Albay daha okula gelmeden önce müdürümüz tüm onuncu sınıfları kantinde topladı. Zaten topu üç sınıftan oluşuyordu. Biri Fen-A diğerleri Mat grubundan oluşuyordu. Biz sayısal sınıftaydık. Okulun en başarılı öğrencileriydik. Müdür açmayı düşünenleri bir tarafa diğerlerini öbür tarafa topladı. Dedi ki : ‘ Eğer birkaç kişi açarsa, gelen albay nasıl olsa hepsi açmıyor diye tutanağını tutup gider. Siz de biz de rahat ederiz. Endişelenmeyiz.’ Anlamında bir konuşma yaptı. Zaman geldi, albay okula teşrif etti. Okulun 10-B ve 10-C sınıfından kimse başını açmadı. Sadece bizim sınıftan on kişi derse girdi. Kapalı olarak girenleri zaten yok yazıyordu.

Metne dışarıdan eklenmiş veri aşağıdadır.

//! Infrastructure error handling

mod conversions;

pub use conversions::InfraError;
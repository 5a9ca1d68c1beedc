//! Scratch sheets emptied before the main jobs refill them

use std::sync::Arc;

use async_trait::async_trait;
use sheetsync_domain::{Result, SheetSyncError};
use tracing::info;

use super::SyncJob;
use crate::reconcile::{BatchSummary, ReconciliationDriver};

pub const CLEAR_HELPERS_LABEL: &str = "Clear Helpers Automation Failure";

/// Deletes every row of each helper sheet.
///
/// A sheet that cannot be fetched fails the job at once. Rows whose delete
/// batch exhausted its retries are counted as failed and reported together
/// once every sheet has been visited.
pub struct ClearHelperSheetsJob {
    driver: Arc<ReconciliationDriver>,
    sheet_ids: Vec<u64>,
}

impl ClearHelperSheetsJob {
    pub fn new(driver: Arc<ReconciliationDriver>, sheet_ids: Vec<u64>) -> Self {
        Self { driver, sheet_ids }
    }
}

#[async_trait]
impl SyncJob for ClearHelperSheetsJob {
    fn label(&self) -> &str {
        CLEAR_HELPERS_LABEL
    }

    async fn run(&self) -> Result<BatchSummary> {
        let mut summary = BatchSummary::default();
        let mut leftovers = Vec::new();

        for &sheet_id in &self.sheet_ids {
            let sheet = self.driver.fetch_sheet(sheet_id).await?;
            info!(sheet_id, sheet = %sheet.name, rows = sheet.rows.len(), "Clearing helper sheet");

            let row_ids: Vec<u64> = sheet.rows.iter().map(|row| row.id).collect();
            let not_deleted = self.driver.delete_rows(sheet_id, &row_ids).await;

            summary.processed += row_ids.len();
            summary.updated += row_ids.len() - not_deleted;
            summary.failed += not_deleted;
            if not_deleted > 0 {
                leftovers.push(format!("{} ({not_deleted} rows)", sheet.name));
            }
        }

        if !leftovers.is_empty() {
            return Err(SheetSyncError::Network(format!(
                "Failed to delete rows in {} after retries",
                leftovers.join(", ")
            )));
        }
        Ok(summary)
    }
}
//! Error types for the marketplace API client.
//!
//! `ClientError` is what callers of `ApiClient` see. `RefreshError` is cloned
//! to every caller queued behind a refresh, so it carries owned strings only.

use reqwest::StatusCode;
use thiserror::Error;

use crate::config::ConfigError;
use crate::session::storage::StorageError;

/// Outcome of a failed token refresh cycle.
#[derive(Debug, Clone, PartialEq, Eq, Error)]
pub enum RefreshError {
    #[error("No refresh token available")]
    NoSession,
    #[error("Refresh rejected by server ({status}): {body}")]
    Rejected { status: u16, body: String },
    #[error("Refresh request failed: {0}")]
    Network(String),
    #[error("Failed to parse refresh response: {0}")]
    Decode(String),
    #[error("Refresh abandoned before it settled")]
    Abandoned,
}

#[derive(Debug, Error)]
pub enum ClientError {
    #[error("Request timed out: {0}")]
    Timeout(reqwest::Error),

    #[error("HTTP request failed: {0}")]
    Network(reqwest::Error),

    /// The session could not be renewed and has been torn down.
    #[error("Session expired: {0}")]
    SessionExpired(#[from] RefreshError),

    /// A replayed request was rejected again with 401.
    #[error("Unauthorized after token refresh: {0}")]
    Unauthorized(String),

    #[error("API error ({status}): {body}")]
    Api { status: StatusCode, body: String },

    #[error("Failed to parse response: {0}")]
    Decode(String),

    #[error("Failed to encode request body: {0}")]
    Encode(#[from] serde_json::Error),

    #[error("Session storage error: {0}")]
    Storage(#[from] StorageError),

    #[error("Invalid configuration: {0}")]
    Config(#[from] ConfigError),
}

impl From<reqwest::Error> for ClientError {
    fn from(err: reqwest::Error) -> Self {
        if err.is_timeout() {
            ClientError::Timeout(err)
        } else {
            ClientError::Network(err)
        }
    }
}

impl ClientError {
    /// Whether this error tore down the session (caller should go back to login).
    pub fn is_session_terminal(&self) -> bool {
        matches!(
            self,
            ClientError::SessionExpired(_) | ClientError::Unauthorized(_)
        )
    }
}

#[cfg(test)]
mod tests {
    use super::*;

    #[test]
    fn test_refresh_error_messages() {
        let err = RefreshError::Rejected {
            status: 400,
            body: "invalid refresh token".into(),
        };
        assert_eq!(
            err.to_string(),
            "Refresh rejected by server (400): invalid refresh token"
        );
        assert_eq!(
            RefreshError::NoSession.to_string(),
            "No refresh token available"
        );
    }

    #[test]
    fn test_session_terminal_classification() {
        assert!(ClientError::SessionExpired(RefreshError::NoSession).is_session_terminal());
        assert!(ClientError::Unauthorized("nope".into()).is_session_terminal());
        assert!(!ClientError::Api {
            status: StatusCode::FORBIDDEN,
            body: String::new()
        }
        .is_session_terminal());
        assert!(!ClientError::Decode("bad json".into()).is_session_terminal());
    }
}
//! Persisted client-side session record.
//!
//! The whole `Session` is serialized as JSON under a single fixed key, either
//! in the OS keychain (via the `keyring` crate) or in a file under the user's
//! data directory. Clearing is idempotent for both backends.

use std::fs;
use std::path::{Path, PathBuf};
use std::sync::{Arc, Mutex};

use keyring::Entry;
use thiserror::Error;

use super::Session;
use crate::config::StoreKind;

/// Fixed key the session record is stored under.
pub const SESSION_STORAGE_KEY: &str = "marketplace_session";

/// Keychain service name used by `KeychainStorage::default()`.
pub const KEYCHAIN_SERVICE: &str = "com.marketplace.client";

#[derive(Debug, Error)]
pub enum StorageError {
    #[error("Keychain operation failed: {0}")]
    Keychain(String),
    #[error("Session file error: {0}")]
    Io(#[from] std::io::Error),
    #[error("Corrupt session record: {0}")]
    Corrupt(#[from] serde_json::Error),
    #[error("No data directory available for session file")]
    NoDataDir,
}

impl From<keyring::Error> for StorageError {
    fn from(err: keyring::Error) -> Self {
        StorageError::Keychain(err.to_string())
    }
}

/// Backend holding the persisted session between process runs.
pub trait SessionStorage: Send + Sync {
    /// Read the stored session. `Ok(None)` when nothing has been saved.
    fn load(&self) -> Result<Option<Session>, StorageError>;

    /// Replace the stored session wholesale.
    fn save(&self, session: &Session) -> Result<(), StorageError>;

    /// Remove the stored session. Succeeds when nothing is stored.
    fn clear(&self) -> Result<(), StorageError>;
}

/// Session record kept in the OS keychain.
pub struct KeychainStorage {
    service: String,
}

impl KeychainStorage {
    pub fn new(service: &str) -> Self {
        Self {
            service: service.to_string(),
        }
    }

    fn entry(&self) -> Result<Entry, StorageError> {
        Ok(Entry::new(&self.service, SESSION_STORAGE_KEY)?)
    }
}

impl Default for KeychainStorage {
    fn default() -> Self {
        Self::new(KEYCHAIN_SERVICE)
    }
}

impl SessionStorage for KeychainStorage {
    fn load(&self) -> Result<Option<Session>, StorageError> {
        match self.entry()?.get_password() {
            Ok(json) => Ok(Some(serde_json::from_str(&json)?)),
            Err(keyring::Error::NoEntry) => Ok(None),
            Err(e) => Err(StorageError::from(e)),
        }
    }

    fn save(&self, session: &Session) -> Result<(), StorageError> {
        let json = serde_json::to_string(session)?;
        self.entry()?.set_password(&json)?;
        Ok(())
    }

    fn clear(&self) -> Result<(), StorageError> {
        match self.entry()?.delete_credential() {
            Ok(()) => Ok(()),
            Err(keyring::Error::NoEntry) => Ok(()),
            Err(e) => Err(StorageError::from(e)),
        }
    }
}

/// Session record kept as a JSON file.
pub struct FileStorage {
    path: PathBuf,
}

impl FileStorage {
    pub fn new(path: impl Into<PathBuf>) -> Self {
        Self { path: path.into() }
    }

    /// `<data_local_dir>/marketplace-client/marketplace_session.json`
    pub fn in_data_dir() -> Result<Self, StorageError> {
        let base = dirs::data_local_dir().ok_or(StorageError::NoDataDir)?;
        Ok(Self::new(
            base.join("marketplace-client")
                .join(format!("{SESSION_STORAGE_KEY}.json")),
        ))
    }

    pub fn path(&self) -> &Path {
        &self.path
    }
}

impl SessionStorage for FileStorage {
    fn load(&self) -> Result<Option<Session>, StorageError> {
        match fs::read(&self.path) {
            Ok(bytes) => Ok(Some(serde_json::from_slice(&bytes)?)),
            Err(e) if e.kind() == std::io::ErrorKind::NotFound => Ok(None),
            Err(e) => Err(e.into()),
        }
    }

    fn save(&self, session: &Session) -> Result<(), StorageError> {
        if let Some(parent) = self.path.parent() {
            fs::create_dir_all(parent)?;
        }
        let json = serde_json::to_vec_pretty(session)?;
        fs::write(&self.path, json)?;

        #[cfg(unix)]
        {
            use std::os::unix::fs::PermissionsExt;
            fs::set_permissions(&self.path, fs::Permissions::from_mode(0o600))?;
        }
        Ok(())
    }

    fn clear(&self) -> Result<(), StorageError> {
        match fs::remove_file(&self.path) {
            Ok(()) => Ok(()),
            Err(e) if e.kind() == std::io::ErrorKind::NotFound => Ok(()),
            Err(e) => Err(e.into()),
        }
    }
}

/// In-process storage. Nothing survives the process; used by tests and `--store memory`.
#[derive(Default)]
pub struct MemoryStorage {
    record: Mutex<Option<String>>,
}

impl MemoryStorage {
    pub fn new() -> Self {
        Self::default()
    }

    fn slot(&self) -> std::sync::MutexGuard<'_, Option<String>> {
        self.record.lock().unwrap_or_else(|poisoned| poisoned.into_inner())
    }
}

impl SessionStorage for MemoryStorage {
    fn load(&self) -> Result<Option<Session>, StorageError> {
        match self.slot().as_deref() {
            Some(json) => Ok(Some(serde_json::from_str(json)?)),
            None => Ok(None),
        }
    }

    fn save(&self, session: &Session) -> Result<(), StorageError> {
        *self.slot() = Some(serde_json::to_string(session)?);
        Ok(())
    }

    fn clear(&self) -> Result<(), StorageError> {
        *self.slot() = None;
        Ok(())
    }
}

/// Open the storage backend selected by configuration.
pub fn open(kind: &StoreKind) -> Result<Arc<dyn SessionStorage>, StorageError> {
    Ok(match kind {
        StoreKind::Keychain => Arc::new(KeychainStorage::default()),
        StoreKind::File(Some(path)) => Arc::new(FileStorage::new(path.clone())),
        StoreKind::File(None) => Arc::new(FileStorage::in_data_dir()?),
        StoreKind::Memory => Arc::new(MemoryStorage::new()),
    })
}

Bir zaman sonra müdür bizleri yine kantinde toplayarak. Açanları kast etmek üzere bazı hakaretler de sarf ederek kimse açmasa albayın gideceğinden bahsetti. On kişinin açması albayda ilerde bunlara katılanlar olur düşüncesini oluşturmuş meğer. Biz bunları sessizce dinliyoruz tabi. Ben her Perşembe arkadaşları dilekçe verme konusunda ikna etmeye çalışıyordum. Gerek çekindiklerinden gerekse ailelerinden dolayı tepki gösteremiyorlardı.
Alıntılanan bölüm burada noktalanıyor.